ACTIVITY:
Return every line from the records below with the string "struct".

Saved data entries
// Copyright (c) 2024 Xu Shaohua <shaohua@biofan.org>. All rights reserved.
// Use of this source is governed by Apache-2.0 License that can be found
// in the LICENSE file.

use std::sync::atomic::{AtomicU64, Ordering};

/// Engine counters, updated on the reactor thread and readable from any
/// thread.
#[derive(Debug, Default)]
pub struct Metrics {
    malformed_packets: AtomicU64,
    retransmissions: AtomicU64,
    reconnects: AtomicU64,
    callback_panics: AtomicU64,
    messages_dispatched: AtomicU64,
    bytes_sent: AtomicU64,
    bytes_received: AtomicU64,
}

/// Point in time copy of all counters.
#[derive(Debug, Default, Clone, Copy, PartialEq, Eq)]
pub struct MetricsSnapshot {
    /// Malformed inbound packets dropped in lenient mode.
    pub malformed_packets: u64,

    /// Packets sent again after a retry deadline passed.
    pub retransmissions: u64,

    /// Reconnect attempts started by the auto-reconnect machinery.
    pub reconnects: u64,

    /// Event callbacks which panicked and were isolated.
    pub callback_panics: u64,

    /// Inbound application messages dispatched to subscribers.
    pub messages_dispatched: u64,

    /// Total bytes handed to the transport.
    pub bytes_sent: u64,

    /// Total packet bytes received from the transport.
    pub bytes_received: u64,
}

impl Metrics {
    #[must_use]
    pub fn new() -> Self {
        Self::default()
    }

    pub fn inc_malformed_packets(&self) {
        self.malformed_packets.fetch_add(1, Ordering::Relaxed);
    }

    pub fn inc_retransmissions(&self) {
        self.retransmissions.fetch_add(1, Ordering::Relaxed);
    }

    pub fn inc_reconnects(&self) {
        self.reconnects.fetch_add(1, Ordering::Relaxed);
    }

    pub fn inc_callback_panics(&self, count: u64) {
        if count > 0 {
            self.callback_panics.fetch_add(count, Ordering::Relaxed);
        }
    }

    pub fn inc_messages_dispatched(&self) {
        self.messages_dispatched.fetch_add(1, Ordering::Relaxed);
    }

    pub fn add_bytes_sent(&self, bytes: u64) {
        self.bytes_sent.fetch_add(bytes, Ordering::Relaxed);
    }

    pub fn add_bytes_received(&self, bytes: u64) {
        self.bytes_received.fetch_add(bytes, Ordering::Relaxed);
    }

    /// Copy all counters.
    #[must_use]
    pub fn snapshot(&self) -> MetricsSnapshot {
        MetricsSnapshot {
            malformed_packets: self.malformed_packets.load(Ordering::Relaxed),
            retransmissions: self.retransmissions.load(Ordering::Relaxed),
            reconnects: self.reconnects.load(Ordering::Relaxed),
            callback_panics: self.callback_panics.load(Ordering::Relaxed),
            messages_dispatched: self.messages_dispatched.load(Ordering::Relaxed),
            bytes_sent: self.bytes_sent.load(Ordering::Relaxed),
            bytes_received: self.bytes_received.load(Ordering::Relaxed),
        }
    }
}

TASK ANSWER:
pub struct Metrics {
pub struct MetricsSnapshot {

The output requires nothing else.